▶ WHAT THE TASK REQUIRES: Exactly as written, print each record in the listing.

▶ RECORD EXTRACTS:
------------------------------------
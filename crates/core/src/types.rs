/// Process-unique notification identifier, assigned in creation order.
pub type NotificationId = u64;

/// All timestamps are UTC.
pub type Timestamp = chrono::DateTime<chrono::Utc>;
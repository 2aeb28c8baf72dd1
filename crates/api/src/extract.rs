//! Extractors whose rejections render as [`AppError`] JSON.

use axum::extract::{FromRequestParts, Query};
use axum::http::request::Parts;
use serde::de::DeserializeOwned;

use crate::error::AppError;

/// Query string extractor that rejects malformed parameters with a
/// `BAD_REQUEST` JSON body instead of axum's plain-text rejection.
#[derive(Debug, Clone, Copy, Default)]
pub struct ApiQuery<T>(pub T);

impl<T, S> FromRequestParts<S> for ApiQuery<T>
where
    T: DeserializeOwned,
    S: Send + Sync,
{
    type Rejection = AppError;

    async fn from_request_parts(parts: &mut Parts, _state: &S) -> Result<Self, Self::Rejection> {
        let Query(value) = Query::<T>::try_from_uri(&parts.uri)
            .map_err(|rejection| AppError::BadRequest(rejection.body_text()))?;
        Ok(ApiQuery(value))
    }
}
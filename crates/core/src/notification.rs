//! The notification record and its severity classification.

use std::fmt;
use std::str::FromStr;

use serde::{Deserialize, Serialize};

use crate::error::CoreError;
use crate::types::{NotificationId, Timestamp};

// ---------------------------------------------------------------------------
// Severity
// ---------------------------------------------------------------------------

/// How important a notification is to the person reading it.
#[derive(Debug, Clone, Copy, PartialEq, Eq, Hash, PartialOrd, Ord, Serialize, Deserialize)]
#[serde(rename_all = "SCREAMING_SNAKE_CASE")]
pub enum Severity {
    Info,
    Success,
    Warning,
    Error,
}

impl Severity {
    /// Wire name, e.g. `"WARNING"`.
    pub fn as_str(self) -> &'static str {
        match self {
            Severity::Info => "INFO",
            Severity::Success => "SUCCESS",
            Severity::Warning => "WARNING",
            Severity::Error => "ERROR",
        }
    }
}

impl fmt::Display for Severity {
    fn fmt(&self, f: &mut fmt::Formatter<'_>) -> fmt::Result {
        f.write_str(self.as_str())
    }
}

impl FromStr for Severity {
    type Err = CoreError;

    /// Case-insensitive parse of the wire name.
    fn from_str(s: &str) -> Result<Self, Self::Err> {
        match s.trim().to_ascii_uppercase().as_str() {
            "INFO" => Ok(Severity::Info),
            "SUCCESS" => Ok(Severity::Success),
            "WARNING" => Ok(Severity::Warning),
            "ERROR" => Ok(Severity::Error),
            other => Err(CoreError::Validation(format!(
                "unknown severity '{other}', expected one of INFO, SUCCESS, WARNING, ERROR"
            ))),
        }
    }
}

// ---------------------------------------------------------------------------
// Notification
// ---------------------------------------------------------------------------

/// A stored, user-visible notification.
///
/// Instances are only produced by the notification store, which assigns
/// `id` and `created_at`. The only field that ever changes afterwards is
/// `read`, and only from `false` to `true`.
#[derive(Debug, Clone, PartialEq, Serialize, Deserialize)]
#[serde(rename_all = "camelCase")]
pub struct Notification {
    pub id: NotificationId,
    /// Type tag mirroring the originating event kind, or `"DIRECT"`.
    #[serde(rename = "type")]
    pub notification_type: String,
    pub title: String,
    pub message: String,
    pub severity: Severity,
    pub created_at: Timestamp,
    pub read: bool,
}

/// The caller-supplied part of a notification, before the store stamps it.
#[derive(Debug, Clone, PartialEq)]
pub struct NewNotification {
    pub notification_type: String,
    pub title: String,
    pub message: String,
    pub severity: Severity,
    /// Creation time override. `None` means "now, at insertion".
    pub created_at: Option<Timestamp>,
}

impl NewNotification {
    pub fn new(
        notification_type: impl Into<String>,
        title: impl Into<String>,
        message: impl Into<String>,
        severity: Severity,
    ) -> Self {
        Self {
            notification_type: notification_type.into(),
            title: title.into(),
            message: message.into(),
            severity,
            created_at: None,
        }
    }

    /// Pin the creation timestamp instead of using the insertion time.
    pub fn with_created_at(mut self, created_at: Timestamp) -> Self {
        self.created_at = Some(created_at);
        self
    }
}

// ---------------------------------------------------------------------------
// Tests
// ---------------------------------------------------------------------------

#[cfg(test)]
mod tests {
    use assert_matches::assert_matches;

    use super::*;

    #[test]
    fn severity_parses_case_insensitively() {
        assert_eq!("info".parse::<Severity>().unwrap(), Severity::Info);
        assert_eq!(" Warning ".parse::<Severity>().unwrap(), Severity::Warning);
        assert_eq!("ERROR".parse::<Severity>().unwrap(), Severity::Error);
    }

    #[test]
    fn unknown_severity_is_a_validation_error() {
        assert_matches!("CRITICAL".parse::<Severity>(), Err(CoreError::Validation(_)));
    }

    #[test]
    fn notification_serializes_with_camel_case_and_type_tag() {
        let n = Notification {
            id: 7,
            notification_type: "LOW_STOCK".into(),
            title: "Low Stock".into(),
            message: "Widget is running low".into(),
            severity: Severity::Error,
            created_at: chrono::Utc::now(),
            read: false,
        };

        let json = serde_json::to_value(&n).unwrap();
        assert_eq!(json["id"], 7);
        assert_eq!(json["type"], "LOW_STOCK");
        assert_eq!(json["severity"], "ERROR");
        assert_eq!(json["read"], false);
        assert!(json["createdAt"].is_string());
    }

    #[test]
    fn new_notification_defaults_to_insertion_time() {
        let draft = NewNotification::new("TEST", "t", "m", Severity::Info);
        assert!(draft.created_at.is_none());

        let at = chrono::Utc::now() - chrono::Duration::days(3);
        assert_eq!(draft.with_created_at(at).created_at, Some(at));
    }
}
------------------------------------
▶ EXPECTED OUTPUT:
filename crates/core/src/types.rs
/// Process-unique notification identifier, assigned in creation order.
pub type NotificationId = u64;

/// All timestamps are UTC.
pub type Timestamp = chrono::DateTime<chrono::Utc>;
repository 2aeb28c8baf72dd1
filename crates/api/src/extract.rs
//! Extractors whose rejections render as [`AppError`] JSON.

use axum::extract::{FromRequestParts, Query};
use axum::http::request::Parts;
use serde::de::DeserializeOwned;

use crate::error::AppError;

/// Query string extractor that rejects malformed parameters with a
/// `BAD_REQUEST` JSON body instead of axum's plain-text rejection.
#[derive(Debug, Clone, Copy, Default)]
pub struct ApiQuery<T>(pub T);

impl<T, S> FromRequestParts<S> for ApiQuery<T>
where
    T: DeserializeOwned,
    S: Send + Sync,
{
    type Rejection = AppError;

    async fn from_request_parts(parts: &mut Parts, _state: &S) -> Result<Self, Self::Rejection> {
        let Query(value) = Query::<T>::try_from_uri(&parts.uri)
            .map_err(|rejection| AppError::BadRequest(rejection.body_text()))?;
        Ok(ApiQuery(value))
    }
}
filename crates/core/src/notification.rs
//! The notification record and its severity classification.

use std::fmt;
use std::str::FromStr;

use serde::{Deserialize, Serialize};

use crate::error::CoreError;
use crate::types::{NotificationId, Timestamp};

// ---------------------------------------------------------------------------
// Severity
// ---------------------------------------------------------------------------

/// How important a notification is to the person reading it.
#[derive(Debug, Clone, Copy, PartialEq, Eq, Hash, PartialOrd, Ord, Serialize, Deserialize)]
#[serde(rename_all = "SCREAMING_SNAKE_CASE")]
pub enum Severity {
    Info,
    Success,
    Warning,
    Error,
}

impl Severity {
    /// Wire name, e.g. `"WARNING"`.
    pub fn as_str(self) -> &'static str {
        match self {
            Severity::Info => "INFO",
            Severity::Success => "SUCCESS",
            Severity::Warning => "WARNING",
            Severity::Error => "ERROR",
        }
    }
}

impl fmt::Display for Severity {
    fn fmt(&self, f: &mut fmt::Formatter<'_>) -> fmt::Result {
        f.write_str(self.as_str())
    }
}

impl FromStr for Severity {
    type Err = CoreError;

    /// Case-insensitive parse of the wire name.
    fn from_str(s: &str) -> Result<Self, Self::Err> {
        match s.trim().to_ascii_uppercase().as_str() {
            "INFO" => Ok(Severity::Info),
            "SUCCESS" => Ok(Severity::Success),
            "WARNING" => Ok(Severity::Warning),
            "ERROR" => Ok(Severity::Error),
            other => Err(CoreError::Validation(format!(
                "unknown severity '{other}', expected one of INFO, SUCCESS, WARNING, ERROR"
            ))),
        }
    }
}

// ---------------------------------------------------------------------------
// Notification
// ---------------------------------------------------------------------------

/// A stored, user-visible notification.
///
/// Instances are only produced by the notification store, which assigns
/// `id` and `created_at`. The only field that ever changes afterwards is
/// `read`, and only from `false` to `true`.
#[derive(Debug, Clone, PartialEq, Serialize, Deserialize)]
#[serde(rename_all = "camelCase")]
pub struct Notification {
    pub id: NotificationId,
    /// Type tag mirroring the originating event kind, or `"DIRECT"`.
    #[serde(rename = "type")]
    pub notification_type: String,
    pub title: String,
    pub message: String,
    pub severity: Severity,
    pub created_at: Timestamp,
    pub read: bool,
}

/// The caller-supplied part of a notification, before the store stamps it.
#[derive(Debug, Clone, PartialEq)]
pub struct NewNotification {
    pub notification_type: String,
    pub title: String,
    pub message: String,
    pub severity: Severity,
    /// Creation time override. `None` means "now, at insertion".
    pub created_at: Option<Timestamp>,
}

impl NewNotification {
    pub fn new(
        notification_type: impl Into<String>,
        title: impl Into<String>,
        message: impl Into<String>,
        severity: Severity,
    ) -> Self {
        Self {
            notification_type: notification_type.into(),
            title: title.into(),
            message: message.into(),
            severity,
            created_at: None,
        }
    }

    /// Pin the creation timestamp instead of using the insertion time.
    pub fn with_created_at(mut self, created_at: Timestamp) -> Self {
        self.created_at = Some(created_at);
        self
    }
}

// ---------------------------------------------------------------------------
// Tests
// ---------------------------------------------------------------------------

#[cfg(test)]
mod tests {
    use assert_matches::assert_matches;

    use super::*;

    #[test]
    fn severity_parses_case_insensitively() {
        assert_eq!("info".parse::<Severity>().unwrap(), Severity::Info);
        assert_eq!(" Warning ".parse::<Severity>().unwrap(), Severity::Warning);
        assert_eq!("ERROR".parse::<Severity>().unwrap(), Severity::Error);
    }

    #[test]
    fn unknown_severity_is_a_validation_error() {
        assert_matches!("CRITICAL".parse::<Severity>(), Err(CoreError::Validation(_)));
    }

    #[test]
    fn notification_serializes_with_camel_case_and_type_tag() {
        let n = Notification {
            id: 7,
            notification_type: "LOW_STOCK".into(),
            title: "Low Stock".into(),
            message: "Widget is running low".into(),
            severity: Severity::Error,
            created_at: chrono::Utc::now(),
            read: false,
        };

        let json = serde_json::to_value(&n).unwrap();
        assert_eq!(json["id"], 7);
        assert_eq!(json["type"], "LOW_STOCK");
        assert_eq!(json["severity"], "ERROR");
        assert_eq!(json["read"], false);
        assert!(json["createdAt"].is_string());
    }

    #[test]
    fn new_notification_defaults_to_insertion_time() {
        let draft = NewNotification::new("TEST", "t", "m", Severity::Info);
        assert!(draft.created_at.is_none());

        let at = chrono::Utc::now() - chrono::Duration::days(3);
        assert_eq!(draft.with_created_at(at).created_at, Some(at));
    }
}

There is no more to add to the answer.